(Input records begins)

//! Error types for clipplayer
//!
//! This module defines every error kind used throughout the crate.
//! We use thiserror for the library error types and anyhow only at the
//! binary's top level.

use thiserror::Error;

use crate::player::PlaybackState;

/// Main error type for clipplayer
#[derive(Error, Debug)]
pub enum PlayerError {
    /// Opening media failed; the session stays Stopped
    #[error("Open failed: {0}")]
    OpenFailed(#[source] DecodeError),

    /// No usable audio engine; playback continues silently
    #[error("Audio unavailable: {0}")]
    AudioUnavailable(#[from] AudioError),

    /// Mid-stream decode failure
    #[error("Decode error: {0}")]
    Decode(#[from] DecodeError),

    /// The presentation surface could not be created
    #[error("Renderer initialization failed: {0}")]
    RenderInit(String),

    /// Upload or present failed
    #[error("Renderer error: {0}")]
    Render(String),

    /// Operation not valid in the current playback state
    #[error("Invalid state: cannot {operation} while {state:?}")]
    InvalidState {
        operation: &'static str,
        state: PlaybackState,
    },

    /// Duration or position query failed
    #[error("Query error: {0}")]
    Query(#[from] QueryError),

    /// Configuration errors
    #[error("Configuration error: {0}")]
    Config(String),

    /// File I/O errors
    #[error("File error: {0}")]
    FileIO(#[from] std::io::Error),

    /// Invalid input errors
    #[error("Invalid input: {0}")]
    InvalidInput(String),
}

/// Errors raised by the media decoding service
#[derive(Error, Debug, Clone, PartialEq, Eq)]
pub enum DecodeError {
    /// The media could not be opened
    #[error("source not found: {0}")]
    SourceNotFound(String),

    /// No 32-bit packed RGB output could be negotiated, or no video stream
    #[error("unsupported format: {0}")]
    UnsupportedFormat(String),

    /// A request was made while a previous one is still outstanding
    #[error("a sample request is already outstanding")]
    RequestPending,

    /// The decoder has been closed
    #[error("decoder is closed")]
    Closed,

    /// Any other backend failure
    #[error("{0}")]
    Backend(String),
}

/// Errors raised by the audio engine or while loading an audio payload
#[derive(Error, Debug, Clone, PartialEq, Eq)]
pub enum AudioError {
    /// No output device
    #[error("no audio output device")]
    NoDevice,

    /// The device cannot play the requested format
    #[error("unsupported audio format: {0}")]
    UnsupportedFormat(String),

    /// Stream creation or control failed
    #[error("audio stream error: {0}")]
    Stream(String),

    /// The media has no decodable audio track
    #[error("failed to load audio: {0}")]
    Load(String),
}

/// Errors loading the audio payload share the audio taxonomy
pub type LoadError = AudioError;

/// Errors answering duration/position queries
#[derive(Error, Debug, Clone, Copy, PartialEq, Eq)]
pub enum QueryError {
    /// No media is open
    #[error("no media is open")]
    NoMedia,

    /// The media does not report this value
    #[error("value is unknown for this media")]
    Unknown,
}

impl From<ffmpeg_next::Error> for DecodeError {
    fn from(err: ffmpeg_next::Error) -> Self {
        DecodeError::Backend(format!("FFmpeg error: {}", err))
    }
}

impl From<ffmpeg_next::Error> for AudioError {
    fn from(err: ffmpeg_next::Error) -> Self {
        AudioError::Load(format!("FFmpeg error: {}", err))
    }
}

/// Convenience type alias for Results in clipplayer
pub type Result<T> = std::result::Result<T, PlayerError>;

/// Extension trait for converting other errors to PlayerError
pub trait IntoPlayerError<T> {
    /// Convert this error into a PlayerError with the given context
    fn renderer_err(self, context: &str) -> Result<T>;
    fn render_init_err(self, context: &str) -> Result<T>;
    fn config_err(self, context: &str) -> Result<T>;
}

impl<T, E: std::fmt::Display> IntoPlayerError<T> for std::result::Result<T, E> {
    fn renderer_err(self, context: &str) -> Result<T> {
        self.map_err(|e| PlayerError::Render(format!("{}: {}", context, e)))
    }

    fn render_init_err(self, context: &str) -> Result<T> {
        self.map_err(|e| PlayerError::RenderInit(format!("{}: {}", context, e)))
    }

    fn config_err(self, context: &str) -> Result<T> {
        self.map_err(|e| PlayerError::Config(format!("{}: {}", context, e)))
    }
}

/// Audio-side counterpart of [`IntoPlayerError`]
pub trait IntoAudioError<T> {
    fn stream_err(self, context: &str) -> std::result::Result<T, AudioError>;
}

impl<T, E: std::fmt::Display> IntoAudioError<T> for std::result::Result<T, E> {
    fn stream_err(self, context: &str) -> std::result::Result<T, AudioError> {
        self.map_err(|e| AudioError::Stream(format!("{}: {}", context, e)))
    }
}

(Input records ends)
(Input records begins)

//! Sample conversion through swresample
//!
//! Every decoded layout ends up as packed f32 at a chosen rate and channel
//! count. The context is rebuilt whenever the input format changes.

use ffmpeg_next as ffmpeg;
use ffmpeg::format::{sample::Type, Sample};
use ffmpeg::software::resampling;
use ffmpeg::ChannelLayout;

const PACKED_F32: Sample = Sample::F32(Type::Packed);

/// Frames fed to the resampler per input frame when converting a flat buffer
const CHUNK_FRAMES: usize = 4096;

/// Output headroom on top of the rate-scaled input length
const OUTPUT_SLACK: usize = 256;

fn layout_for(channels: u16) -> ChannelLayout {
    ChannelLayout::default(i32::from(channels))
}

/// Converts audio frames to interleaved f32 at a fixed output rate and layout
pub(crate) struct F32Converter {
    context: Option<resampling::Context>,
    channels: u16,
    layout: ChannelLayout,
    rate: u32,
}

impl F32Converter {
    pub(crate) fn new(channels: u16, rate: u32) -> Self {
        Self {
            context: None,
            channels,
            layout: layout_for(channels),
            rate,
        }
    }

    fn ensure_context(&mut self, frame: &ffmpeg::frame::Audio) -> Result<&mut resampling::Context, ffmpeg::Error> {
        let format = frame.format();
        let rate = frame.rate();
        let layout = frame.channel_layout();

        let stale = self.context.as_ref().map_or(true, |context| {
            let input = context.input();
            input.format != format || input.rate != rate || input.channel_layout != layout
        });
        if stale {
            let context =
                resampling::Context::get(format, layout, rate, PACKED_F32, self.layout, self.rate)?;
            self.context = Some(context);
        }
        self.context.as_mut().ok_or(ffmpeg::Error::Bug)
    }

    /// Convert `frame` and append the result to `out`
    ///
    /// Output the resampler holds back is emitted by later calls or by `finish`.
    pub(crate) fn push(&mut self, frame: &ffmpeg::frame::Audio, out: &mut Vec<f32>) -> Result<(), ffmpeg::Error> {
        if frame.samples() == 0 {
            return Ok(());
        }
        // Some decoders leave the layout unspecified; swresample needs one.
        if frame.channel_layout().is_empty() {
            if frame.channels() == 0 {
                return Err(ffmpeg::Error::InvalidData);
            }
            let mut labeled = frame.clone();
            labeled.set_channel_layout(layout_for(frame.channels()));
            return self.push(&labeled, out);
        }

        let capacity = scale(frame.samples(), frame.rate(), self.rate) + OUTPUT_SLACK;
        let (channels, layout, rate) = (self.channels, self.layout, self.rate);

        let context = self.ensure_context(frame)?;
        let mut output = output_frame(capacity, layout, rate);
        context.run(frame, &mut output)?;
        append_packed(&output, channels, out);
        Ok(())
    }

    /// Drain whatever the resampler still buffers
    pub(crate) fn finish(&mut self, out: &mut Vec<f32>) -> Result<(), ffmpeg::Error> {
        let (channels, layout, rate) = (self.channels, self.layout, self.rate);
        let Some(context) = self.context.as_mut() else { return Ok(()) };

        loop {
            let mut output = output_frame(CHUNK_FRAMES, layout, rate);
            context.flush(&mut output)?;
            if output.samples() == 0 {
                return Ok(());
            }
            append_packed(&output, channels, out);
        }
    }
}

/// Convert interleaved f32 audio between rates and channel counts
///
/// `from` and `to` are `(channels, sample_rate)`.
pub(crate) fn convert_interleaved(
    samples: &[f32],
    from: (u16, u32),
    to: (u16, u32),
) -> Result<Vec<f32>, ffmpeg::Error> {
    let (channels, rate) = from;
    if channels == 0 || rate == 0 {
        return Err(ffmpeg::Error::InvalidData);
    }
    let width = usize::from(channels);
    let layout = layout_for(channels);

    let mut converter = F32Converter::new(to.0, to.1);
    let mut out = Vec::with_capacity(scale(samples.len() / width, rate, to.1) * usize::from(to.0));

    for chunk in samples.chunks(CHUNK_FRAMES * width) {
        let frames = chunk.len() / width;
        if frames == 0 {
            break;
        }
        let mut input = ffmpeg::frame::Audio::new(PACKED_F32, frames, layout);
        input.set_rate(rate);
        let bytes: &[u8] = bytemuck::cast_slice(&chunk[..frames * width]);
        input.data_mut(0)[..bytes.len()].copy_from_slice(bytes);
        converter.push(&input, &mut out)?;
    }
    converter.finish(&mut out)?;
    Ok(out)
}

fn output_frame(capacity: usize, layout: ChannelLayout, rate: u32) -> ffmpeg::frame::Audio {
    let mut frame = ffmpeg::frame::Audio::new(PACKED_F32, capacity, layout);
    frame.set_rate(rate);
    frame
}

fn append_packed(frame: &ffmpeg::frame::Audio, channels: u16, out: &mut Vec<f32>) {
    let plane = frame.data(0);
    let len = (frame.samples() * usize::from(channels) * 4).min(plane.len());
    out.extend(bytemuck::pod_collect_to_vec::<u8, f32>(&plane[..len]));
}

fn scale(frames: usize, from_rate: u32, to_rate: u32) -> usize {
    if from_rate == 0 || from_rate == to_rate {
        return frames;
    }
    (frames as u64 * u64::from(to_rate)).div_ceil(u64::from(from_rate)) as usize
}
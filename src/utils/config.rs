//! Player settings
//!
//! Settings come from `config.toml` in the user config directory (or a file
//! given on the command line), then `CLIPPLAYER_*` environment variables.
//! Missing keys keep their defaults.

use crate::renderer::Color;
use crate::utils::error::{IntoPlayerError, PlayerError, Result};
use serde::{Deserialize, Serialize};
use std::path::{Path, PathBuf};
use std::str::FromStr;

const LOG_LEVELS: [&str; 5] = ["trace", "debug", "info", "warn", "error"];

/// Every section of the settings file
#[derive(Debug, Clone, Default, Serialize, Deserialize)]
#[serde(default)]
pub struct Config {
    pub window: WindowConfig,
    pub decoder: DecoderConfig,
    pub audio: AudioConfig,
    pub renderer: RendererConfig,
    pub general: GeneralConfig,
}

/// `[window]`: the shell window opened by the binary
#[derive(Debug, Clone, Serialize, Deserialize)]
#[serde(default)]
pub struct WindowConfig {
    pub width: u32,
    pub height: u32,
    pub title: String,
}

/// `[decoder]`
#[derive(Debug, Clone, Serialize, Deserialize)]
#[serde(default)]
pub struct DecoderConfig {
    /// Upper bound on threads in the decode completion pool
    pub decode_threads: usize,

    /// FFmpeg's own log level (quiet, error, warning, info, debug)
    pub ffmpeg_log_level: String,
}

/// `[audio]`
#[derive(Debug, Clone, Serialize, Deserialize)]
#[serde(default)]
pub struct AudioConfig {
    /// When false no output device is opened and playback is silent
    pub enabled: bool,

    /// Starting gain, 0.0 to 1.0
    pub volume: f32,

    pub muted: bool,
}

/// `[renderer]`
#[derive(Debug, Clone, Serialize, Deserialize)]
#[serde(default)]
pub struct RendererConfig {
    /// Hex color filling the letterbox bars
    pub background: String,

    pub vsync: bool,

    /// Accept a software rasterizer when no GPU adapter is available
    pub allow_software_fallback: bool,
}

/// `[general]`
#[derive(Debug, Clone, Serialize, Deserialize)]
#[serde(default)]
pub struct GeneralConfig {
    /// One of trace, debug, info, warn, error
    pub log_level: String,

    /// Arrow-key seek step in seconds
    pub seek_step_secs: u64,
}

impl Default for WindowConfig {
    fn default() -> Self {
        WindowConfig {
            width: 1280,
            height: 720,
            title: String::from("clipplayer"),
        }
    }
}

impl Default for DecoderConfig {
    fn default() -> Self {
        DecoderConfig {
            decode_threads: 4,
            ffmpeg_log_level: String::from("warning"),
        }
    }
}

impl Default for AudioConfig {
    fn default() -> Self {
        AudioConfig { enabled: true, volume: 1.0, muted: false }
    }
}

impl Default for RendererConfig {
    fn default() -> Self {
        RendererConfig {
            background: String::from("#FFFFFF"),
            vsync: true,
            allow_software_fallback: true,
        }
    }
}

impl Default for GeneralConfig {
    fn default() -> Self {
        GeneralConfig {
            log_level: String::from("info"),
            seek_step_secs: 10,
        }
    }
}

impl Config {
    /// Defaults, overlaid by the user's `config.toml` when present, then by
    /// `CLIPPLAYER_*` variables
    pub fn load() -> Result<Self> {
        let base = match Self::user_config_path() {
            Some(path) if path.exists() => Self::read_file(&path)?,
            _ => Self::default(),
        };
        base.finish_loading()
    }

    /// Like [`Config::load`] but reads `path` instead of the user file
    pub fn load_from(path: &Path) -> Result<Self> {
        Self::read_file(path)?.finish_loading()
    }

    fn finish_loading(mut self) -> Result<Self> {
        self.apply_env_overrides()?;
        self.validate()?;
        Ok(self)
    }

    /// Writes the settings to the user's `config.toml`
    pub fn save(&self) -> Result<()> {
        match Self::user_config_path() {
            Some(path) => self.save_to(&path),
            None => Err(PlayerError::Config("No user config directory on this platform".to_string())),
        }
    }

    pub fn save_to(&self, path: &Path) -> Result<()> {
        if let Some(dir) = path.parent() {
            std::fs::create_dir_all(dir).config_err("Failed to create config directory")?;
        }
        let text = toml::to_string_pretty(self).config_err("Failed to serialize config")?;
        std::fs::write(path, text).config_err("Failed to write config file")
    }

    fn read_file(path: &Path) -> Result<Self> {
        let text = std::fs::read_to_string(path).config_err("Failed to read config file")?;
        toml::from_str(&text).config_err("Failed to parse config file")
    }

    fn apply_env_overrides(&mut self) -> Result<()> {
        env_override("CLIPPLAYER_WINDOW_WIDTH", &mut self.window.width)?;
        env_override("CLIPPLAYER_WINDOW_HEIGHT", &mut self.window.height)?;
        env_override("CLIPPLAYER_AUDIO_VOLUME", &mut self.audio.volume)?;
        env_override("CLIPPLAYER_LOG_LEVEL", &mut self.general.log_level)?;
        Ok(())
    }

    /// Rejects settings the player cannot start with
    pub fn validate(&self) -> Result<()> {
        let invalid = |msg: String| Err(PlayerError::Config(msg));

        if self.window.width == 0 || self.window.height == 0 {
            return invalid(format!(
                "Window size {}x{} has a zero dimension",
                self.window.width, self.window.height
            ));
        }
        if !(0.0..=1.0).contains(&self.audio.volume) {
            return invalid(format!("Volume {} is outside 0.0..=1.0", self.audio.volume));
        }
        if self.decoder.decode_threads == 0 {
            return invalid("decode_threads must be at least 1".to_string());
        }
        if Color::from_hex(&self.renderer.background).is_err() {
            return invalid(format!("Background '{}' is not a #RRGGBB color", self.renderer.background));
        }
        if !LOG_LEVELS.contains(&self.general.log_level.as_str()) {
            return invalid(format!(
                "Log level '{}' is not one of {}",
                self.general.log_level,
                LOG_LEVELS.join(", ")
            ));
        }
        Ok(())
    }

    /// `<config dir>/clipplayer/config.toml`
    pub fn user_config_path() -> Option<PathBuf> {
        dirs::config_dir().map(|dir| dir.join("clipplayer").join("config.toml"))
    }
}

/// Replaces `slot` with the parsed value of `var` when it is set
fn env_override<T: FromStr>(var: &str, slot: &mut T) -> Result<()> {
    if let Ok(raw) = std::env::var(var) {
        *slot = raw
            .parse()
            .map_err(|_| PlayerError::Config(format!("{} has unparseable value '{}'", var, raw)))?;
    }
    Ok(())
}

(Input records ends)

Task item:
Transcribe the lines above between the line holding "let stale = self.context.as_ref().map_or(true, |context|" and the line holding "if frame.channels() == 0", inclusive, exactly as they stand and with nothing added.

Expected output:
        let stale = self.context.as_ref().map_or(true, |context| {
            let input = context.input();
            input.format != format || input.rate != rate || input.channel_layout != layout
        });
        if stale {
            let context =
                resampling::Context::get(format, layout, rate, PACKED_F32, self.layout, self.rate)?;
            self.context = Some(context);
        }
        self.context.as_mut().ok_or(ffmpeg::Error::Bug)
    }

    /// Convert `frame` and append the result to `out`
    ///
    /// Output the resampler holds back is emitted by later calls or by `finish`.
    pub(crate) fn push(&mut self, frame: &ffmpeg::frame::Audio, out: &mut Vec<f32>) -> Result<(), ffmpeg::Error> {
        if frame.samples() == 0 {
            return Ok(());
        }
        // Some decoders leave the layout unspecified; swresample needs one.
        if frame.channel_layout().is_empty() {
            if frame.channels() == 0 {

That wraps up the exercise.